The Sporting News (Russ Lande) 9th-rated OG; overall unknown (not in top 100):
Strengths: Has good size and strong hands. Is an above-average athlete with solid initial quickness from his stance. Maintains excellent hand placement inside the frame of the defender with a vice grip to control his man. Shows ability to power slide with good balance in pass protection. Is durable.
Weaknesses: Has not face much elite competition. Is content to just gain position and lock on, rather than use his functional strength to gain movement off the line of scrimmage as a run blocker. Struggles to adjust and sustain blocks on short pulls and on the second level. Lacks the lateral recovery ability to play on the edge in pass protection.
Bottom line: Rackley played left tackle in college but projects as an NFL guard. He has a thick, wide build but below-average arm length. His size and athleticism merits fifth-round consideration, but he'll have to go to a team in search of a backup with some developmental ability.
Pro Football Weekly (Nolan Nawrocki) 4th-rated OG; 66th overall:
Positives: Plays heavy-handed with good upper-body strength and physicality. Strong run blocker. Locks up with defenders in pass protection and holds his ground. Plays with leverage and torques defenders. Keeps working for position and finishes. Really separated himself at the East-West Shrine Game and showed he could match up against better competition and shine. Responds to a challenge and rises to the occasion. Outstanding work ethic. Has considerable upside.

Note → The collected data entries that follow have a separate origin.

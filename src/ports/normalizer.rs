//! Normalizer port: Trait for the fitted feature scaler.

/// Errors raised while normalizing a sample.
#[derive(Debug, Clone, PartialEq, thiserror::Error)]
pub enum TransformError {
    #[error("scaler expects {expected} features, got {actual}")]
    DimensionMismatch { expected: usize, actual: usize },

    #[error("scaler feature {position} is '{found}', expected '{expected}'")]
    FeatureOrder {
        position: usize,
        expected: String,
        found: String,
    },

    #[error("scaler produced a non-finite value for feature {index}")]
    NonFinite { index: usize },
}

/// A fitted transform mapping a sample to a normalized sample of the same
/// dimensionality.
///
/// Implementations are immutable after construction and shared across
/// requests.
pub trait Normalizer: Send + Sync {
    /// Number of features the transform was fit on.
    fn n_features(&self) -> usize;

    /// Column names recorded at fit time, if any.
    fn feature_names(&self) -> Option<&[String]> {
        None
    }

    /// Normalize one sample.
    ///
    /// # Errors
    /// Returns `TransformError::DimensionMismatch` if `sample` does not have
    /// `n_features()` values.
    fn transform(&self, sample: &[f64]) -> Result<Vec<f64>, TransformError>;
}
//! Artifact integrity manifest.
//!
//! A directory holding model artifacts may carry a `manifest.json` that binds
//! each artifact file name to its SHA-256 digest, and a `manifest.sig`
//! holding an Ed25519 signature over the exact manifest bytes.
//!
//! - Without a configured verifying key, the manifest is optional; when
//!   present it is still enforced.
//! - With a verifying key, both files are mandatory and the signature must
//!   verify before any digest is trusted.

use std::collections::BTreeMap;
use std::fs;
use std::path::{Path, PathBuf};

use base64::Engine;
use ed25519_dalek::{Signature, Verifier, VerifyingKey};
use serde::{Deserialize, Serialize};
use sha2::{Digest, Sha256};

/// File name of the manifest inside an artifact directory.
pub const MANIFEST_FILE: &str = "manifest.json";

/// File name of the detached manifest signature.
pub const SIGNATURE_FILE: &str = "manifest.sig";

/// Supported manifest version.
pub const MANIFEST_VERSION: u32 = 1;

/// Digest list for the artifacts in one directory.
#[derive(Debug, Clone, Serialize, Deserialize)]
pub struct ArtifactManifest {
    pub version: u32,
    #[serde(default)]
    pub created_at: Option<i64>,
    pub files: BTreeMap<String, String>,
}

/// How strictly artifact integrity is checked.
#[derive(Debug, Clone, Default)]
pub struct IntegrityPolicy {
    verifying_key: Option<VerifyingKey>,
}

impl IntegrityPolicy {
    /// Enforce manifests when present, no signature required.
    #[must_use]
    pub fn unsigned() -> Self {
        Self::default()
    }

    /// Require a signed manifest verified with `key`.
    #[must_use]
    pub fn signed(key: VerifyingKey) -> Self {
        Self {
            verifying_key: Some(key),
        }
    }

    /// Parse a base64-encoded 32-byte Ed25519 public key.
    ///
    /// # Errors
    /// Returns error if the key is not valid base64 or not a valid point.
    pub fn from_public_key_b64(b64: &str) -> Result<Self, String> {
        let raw = base64::engine::general_purpose::STANDARD
            .decode(b64.trim())
            .map_err(|e| format!("Invalid public key base64: {e}"))?;
        let bytes: [u8; 32] = raw
            .as_slice()
            .try_into()
            .map_err(|_| format!("Public key must be 32 bytes (got {})", raw.len()))?;
        let key = VerifyingKey::from_bytes(&bytes)
            .map_err(|e| format!("Invalid Ed25519 public key: {e}"))?;
        Ok(Self::signed(key))
    }

    #[must_use]
    pub fn requires_signature(&self) -> bool {
        self.verifying_key.is_some()
    }

    /// Check one artifact file against the manifest in its directory.
    ///
    /// # Errors
    /// Returns a description of the integrity failure.
    pub fn verify(&self, artifact: &Path) -> Result<(), String> {
        let dir = artifact_dir(artifact);
        let manifest_path = dir.join(MANIFEST_FILE);

        if !manifest_path.exists() {
            if self.requires_signature() {
                return Err(format!(
                    "signed manifest required but {} is missing",
                    manifest_path.display()
                ));
            }
            tracing::debug!(artifact = %artifact.display(), "No integrity manifest, skipping digest check");
            return Ok(());
        }

        let manifest_bytes = fs::read(&manifest_path)
            .map_err(|e| format!("Failed to read {}: {e}", manifest_path.display()))?;

        if let Some(key) = &self.verifying_key {
            verify_signature(key, &dir.join(SIGNATURE_FILE), &manifest_bytes)?;
        }

        let manifest: ArtifactManifest = serde_json::from_slice(&manifest_bytes)
            .map_err(|e| format!("Invalid {MANIFEST_FILE} format: {e}"))?;
        if manifest.version != MANIFEST_VERSION {
            return Err(format!("Unsupported manifest version: {}", manifest.version));
        }

        let name = artifact
            .file_name()
            .and_then(|n| n.to_str())
            .ok_or_else(|| format!("Artifact path {} has no file name", artifact.display()))?;
        let expected = manifest
            .files
            .get(name)
            .ok_or_else(|| format!("{name} is not listed in {MANIFEST_FILE}"))?;

        let actual = sha256_file_hex(artifact)?;
        if !expected.eq_ignore_ascii_case(&actual) {
            return Err(format!("{name} does not match its {MANIFEST_FILE} digest"));
        }

        tracing::info!(artifact = %name, signed = self.requires_signature(), "Artifact integrity verified");
        Ok(())
    }
}

fn verify_signature(key: &VerifyingKey, sig_path: &Path, manifest: &[u8]) -> Result<(), String> {
    let sig_bytes = fs::read(sig_path)
        .map_err(|e| format!("Failed to read signature {}: {e}", sig_path.display()))?;
    let sig_bytes: [u8; 64] = sig_bytes
        .as_slice()
        .try_into()
        .map_err(|_| "Invalid signature length (expected 64 bytes)".to_string())?;
    let signature = Signature::from_bytes(&sig_bytes);
    key.verify(manifest, &signature)
        .map_err(|_| "Invalid manifest signature".to_string())
}

/// Directory that holds an artifact; `.` for bare file names.
#[must_use]
pub fn artifact_dir(artifact: &Path) -> PathBuf {
    match artifact.parent() {
        Some(p) if !p.as_os_str().is_empty() => p.to_path_buf(),
        _ => PathBuf::from("."),
    }
}

/// Lower-case hex SHA-256 of a byte slice.
#[must_use]
pub fn sha256_hex(bytes: &[u8]) -> String {
    Sha256::digest(bytes).iter().map(|b| format!("{b:02x}")).collect()
}

/// Lower-case hex SHA-256 of a file.
///
/// # Errors
/// Returns error if the file cannot be read.
pub fn sha256_file_hex(path: &Path) -> Result<String, String> {
    let bytes = fs::read(path).map_err(|e| format!("Failed to read {}: {e}", path.display()))?;
    Ok(sha256_hex(&bytes))
}
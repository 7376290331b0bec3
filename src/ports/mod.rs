//! Ports layer: Trait definitions for the two model artifacts.
//!
//! The pipeline only depends on these traits, so any conforming
//! implementation (including test doubles) can stand in for the
//! artifacts loaded from disk.

mod classifier;
mod normalizer;

pub use classifier::{Classifier, InferenceError};
pub use normalizer::{Normalizer, TransformError};
//! In-memory stores for dashboard metrics and booked appointments

use crate::models::{Appointment, HealthMetrics};
use parking_lot::RwLock;
use std::collections::HashMap;

/// Latest metrics per user id
#[derive(Default)]
pub struct MetricsStore {
    metrics: RwLock<HashMap<u64, HealthMetrics>>,
}

impl MetricsStore {
    pub fn new() -> Self {
        Self::default()
    }

    /// Stored metrics, or the dashboard defaults if the user never updated
    pub fn get(&self, user_id: u64) -> HealthMetrics {
        self.metrics
            .read()
            .get(&user_id)
            .cloned()
            .unwrap_or_default()
    }

    /// Replace the user's metrics wholesale
    pub fn put(&self, user_id: u64, metrics: HealthMetrics) {
        self.metrics.write().insert(user_id, metrics);
    }
}

/// Append-only list of booked appointments
#[derive(Default)]
pub struct AppointmentBook {
    appointments: RwLock<Vec<Appointment>>,
}

impl AppointmentBook {
    pub fn new() -> Self {
        Self::default()
    }

    pub fn push(&self, appointment: Appointment) {
        self.appointments.write().push(appointment);
    }

    /// Snapshot of every appointment, in booking order
    pub fn all(&self) -> Vec<Appointment> {
        self.appointments.read().clone()
    }

    pub fn len(&self) -> usize {
        self.appointments.read().len()
    }

    pub fn is_empty(&self) -> bool {
        self.len() == 0
    }
}

#[cfg(test)]
mod tests {
    use super::*;
    use chrono::{Duration, Utc};

    fn appointment(patient_id: u64, doctor_id: i64) -> Appointment {
        Appointment {
            patient_id,
            doctor_id,
            date: Utc::now() + Duration::days(1),
            reason: None,
            doctor_name: "Dr. Test".to_string(),
            specialty: "Testing".to_string(),
        }
    }

    #[test]
    fn test_metrics_default_then_update() {
        let store = MetricsStore::new();
        assert_eq!(store.get(1), HealthMetrics::default());

        let update = HealthMetrics {
            sleep: 7,
            exercise: 30,
            water_intake: 2000,
            sex: None,
        };
        store.put(1, update.clone());

        assert_eq!(store.get(1), update);
        // Other users unaffected
        assert_eq!(store.get(2), HealthMetrics::default());
    }

    #[test]
    fn test_appointments_kept_in_booking_order() {
        let book = AppointmentBook::new();
        assert!(book.is_empty());

        book.push(appointment(1, 1));
        book.push(appointment(2, 3));
        book.push(appointment(1, 2));

        assert_eq!(book.len(), 3);
        let all = book.all();
        assert_eq!(
            all.iter().map(|a| (a.patient_id, a.doctor_id)).collect::<Vec<_>>(),
            vec![(1, 1), (2, 3), (1, 2)]
        );
    }
}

Negatives: Arms lack great length. Tends to rely on upper body strength too much. Lacks lower-body strength and explosion. Recorded a 23 1/2 inch vertical jump, the lowest of the offensive linemen at the Combine. Is not used to pull and trap much. Does not possess ideal recovery speed and can improve his technique in pass pro--has ben able to get away with his natural talent against Patriot League competition. Can be caught off guard by the blitz and may need some time to adjust to NFL pressure packages.

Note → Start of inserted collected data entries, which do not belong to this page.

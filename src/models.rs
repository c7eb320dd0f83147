//! Domain models for the health API
//! Metrics, doctors, appointments, and symptom checks

use chrono::{DateTime, NaiveDateTime, Utc};
use serde::{Deserialize, Deserializer, Serialize};

/// Personal health metrics shown on the dashboard
#[derive(Debug, Clone, PartialEq, Eq, Serialize, Deserialize)]
pub struct HealthMetrics {
    pub sleep: i64,
    pub exercise: i64,
    #[serde(rename = "waterIntake")]
    pub water_intake: i64,
    #[serde(default)]
    pub sex: Option<String>,
}

impl Default for HealthMetrics {
    /// What a user sees before their first update
    fn default() -> Self {
        Self {
            sleep: 0,
            exercise: 0,
            water_intake: 0,
            sex: Some("f/m".to_string()),
        }
    }
}

/// Directory entry
#[derive(Debug, Clone, PartialEq, Eq, Serialize, Deserialize)]
pub struct Doctor {
    pub id: i64,
    pub name: String,
    pub specialty: String,
}

/// Appointment booking request
#[derive(Debug, Clone, Deserialize)]
pub struct AppointmentRequest {
    /// Accepted for compatibility; the booked patient is always the caller.
    pub patient_id: i64,
    pub doctor_id: i64,
    #[serde(deserialize_with = "deserialize_datetime")]
    pub date: DateTime<Utc>,
    #[serde(default)]
    pub reason: Option<String>,
}

/// Stored appointment, denormalized with the doctor's details
#[derive(Debug, Clone, PartialEq, Eq, Serialize, Deserialize)]
pub struct Appointment {
    pub patient_id: u64,
    pub doctor_id: i64,
    pub date: DateTime<Utc>,
    pub reason: Option<String>,
    pub doctor_name: String,
    pub specialty: String,
}

#[derive(Debug, Serialize, Deserialize)]
pub struct AppointmentResponse {
    pub message: String,
    pub appointment: Appointment,
}

#[derive(Debug, Clone, Deserialize)]
pub struct SymptomCheckRequest {
    pub symptoms: Vec<String>,
}

/// Either the matched conditions or a no-match message
#[derive(Debug, Clone, PartialEq, Eq, Serialize, Deserialize)]
#[serde(untagged)]
pub enum SymptomCheckResponse {
    Matched { matched_conditions: Vec<String> },
    NoMatch { message: String },
}

#[derive(Debug, Serialize, Deserialize)]
pub struct MessageResponse {
    pub message: String,
}

/// Parse a datetime; naive values are taken as UTC
pub fn parse_datetime(raw: &str) -> Option<DateTime<Utc>> {
    let raw = raw.trim();
    if let Ok(dt) = DateTime::parse_from_rfc3339(raw) {
        return Some(dt.with_timezone(&Utc));
    }

    ["%Y-%m-%dT%H:%M:%S%.f", "%Y-%m-%d %H:%M:%S%.f", "%Y-%m-%dT%H:%M"]
        .iter()
        .find_map(|fmt| NaiveDateTime::parse_from_str(raw, fmt).ok())
        .map(|naive| naive.and_utc())
}

fn deserialize_datetime<'de, D>(deserializer: D) -> Result<DateTime<Utc>, D::Error>
where
    D: Deserializer<'de>,
{
    let raw = String::deserialize(deserializer)?;
    parse_datetime(&raw)
        .ok_or_else(|| serde::de::Error::custom(format!("invalid datetime: {raw}")))
}

#[cfg(test)]
mod tests {
    use super::*;
    use chrono::TimeZone;

    #[test]
    fn test_metrics_wire_names() {
        let metrics = HealthMetrics {
            sleep: 7,
            exercise: 30,
            water_intake: 2000,
            sex: None,
        };
        let json = serde_json::to_value(&metrics).unwrap();
        assert_eq!(
            json,
            serde_json::json!({ "sleep": 7, "exercise": 30, "waterIntake": 2000, "sex": null })
        );

        let parsed: HealthMetrics =
            serde_json::from_str(r#"{"sleep":7,"exercise":30,"waterIntake":2000}"#).unwrap();
        assert_eq!(parsed, metrics);
    }

    #[test]
    fn test_default_metrics() {
        let json = serde_json::to_value(HealthMetrics::default()).unwrap();
        assert_eq!(
            json,
            serde_json::json!({ "sleep": 0, "exercise": 0, "waterIntake": 0, "sex": "f/m" })
        );
    }

    #[test]
    fn test_parse_datetime_formats() {
        let expected = Utc.with_ymd_and_hms(2030, 1, 1, 10, 0, 0).unwrap();

        assert_eq!(parse_datetime("2030-01-01T10:00:00Z"), Some(expected));
        assert_eq!(parse_datetime("2030-01-01T11:00:00+01:00"), Some(expected));
        assert_eq!(parse_datetime("2030-01-01T10:00:00"), Some(expected));
        assert_eq!(parse_datetime("2030-01-01 10:00:00"), Some(expected));
        assert_eq!(parse_datetime("2030-01-01T10:00"), Some(expected));
        assert_eq!(parse_datetime("next tuesday"), None);
    }

    #[test]
    fn test_appointment_request_rejects_bad_date() {
        let err = serde_json::from_str::<AppointmentRequest>(
            r#"{"patient_id":1,"doctor_id":1,"date":"soon"}"#,
        );
        assert!(err.is_err());

        let ok: AppointmentRequest = serde_json::from_str(
            r#"{"patient_id":1,"doctor_id":2,"date":"2030-06-01T09:30:00"}"#,
        )
        .unwrap();
        assert_eq!(ok.doctor_id, 2);
        assert!(ok.reason.is_none());

        let negative: AppointmentRequest = serde_json::from_str(
            r#"{"patient_id":-5,"doctor_id":-1,"date":"2030-06-01T09:30:00"}"#,
        )
        .unwrap();
        assert_eq!(negative.patient_id, -5);
        assert_eq!(negative.doctor_id, -1);
    }

    #[test]
    fn test_symptom_response_shapes() {
        let matched = SymptomCheckResponse::Matched {
            matched_conditions: vec!["Flu".to_string()],
        };
        assert_eq!(
            serde_json::to_value(&matched).unwrap(),
            serde_json::json!({ "matched_conditions": ["Flu"] })
        );

        let none = SymptomCheckResponse::NoMatch {
            message: "nothing".to_string(),
        };
        assert_eq!(
            serde_json::to_value(&none).unwrap(),
            serde_json::json!({ "message": "nothing" })
        );
    }
}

Summary: Stood out more than any other lineman at the East-West Shrine week, showing his toughness and competitiveness and answering questions about being a big fish in a small pond. Should be able to start readily in the NFL but is most naturally suited for the inside in the pros.

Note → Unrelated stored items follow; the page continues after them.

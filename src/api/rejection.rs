//! JSON error bodies for request-body rejections
//!
//! Used as the rejection type of `WithRejection<Json<T>, _>` and
//! `WithRejection<Form<T>, _>` so a body that fails to parse answers with
//! `{"detail": "..."}` like every other error, keeping axum's status code.

use axum::{
    extract::rejection::{FormRejection, JsonRejection},
    http::StatusCode,
    response::{IntoResponse, Json, Response},
};
use serde_json::json;

#[derive(Debug)]
pub struct BodyRejection {
    status: StatusCode,
    detail: String,
}

impl From<JsonRejection> for BodyRejection {
    fn from(rejection: JsonRejection) -> Self {
        Self {
            status: rejection.status(),
            detail: rejection.body_text(),
        }
    }
}

impl From<FormRejection> for BodyRejection {
    fn from(rejection: FormRejection) -> Self {
        Self {
            status: rejection.status(),
            detail: rejection.body_text(),
        }
    }
}

impl IntoResponse for BodyRejection {
    fn into_response(self) -> Response {
        (self.status, Json(json!({ "detail": self.detail }))).into_response()
    }
}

Draftek (Longball) 14th-rated OG (he has some OTs also tabbed as OGs); overall grade unknown:
Rackley played LOT at Lehigh, starting all 13 games – he gets set in his position quickly and holds up well against bull (power) rushes and has a fairly decent punch that jolts FCS defenders (small note here, he tends to pump his arms instead of extending them with good hand placement; as a result, opponents will get into his body). He does not slide his feet well and looked clumsy on the mirror drill at the Combine. He’s too upright – now, I know that may sound strange for a 6’3” tackle, but he needs to get better knee bend, on the balls of his feet more. His recognition of blitz pick-up responsibilities is slow (and if it’s slow at the FCS level, think what the NFL disguises will do to him). While he does a good job of controlling the defender once he gets his hands on him, he struggles at the second level and does not break down well on the move.
If I’m investing a 3rd to 4th round pick, I’m going with John Moffitt, Clint Boling, Darius Morris or DeMarcus Love ahead of Rackley.
It looks like there's a fairly wide variance in how scouting types see Rackley. Bunting and Nawrocki have remarkably similar (low second, high third round) grades on him; Lande and Longball, on the other hand, seem to think much less highly of his game. I must admit that, given the level of NFL interest, the league probably agrees with Bunting and Nawrocki. For the purposes of Dallas mock drafts, therefore, I'm going to slot him as an option at pick #71, the Cowboys choice in the third round.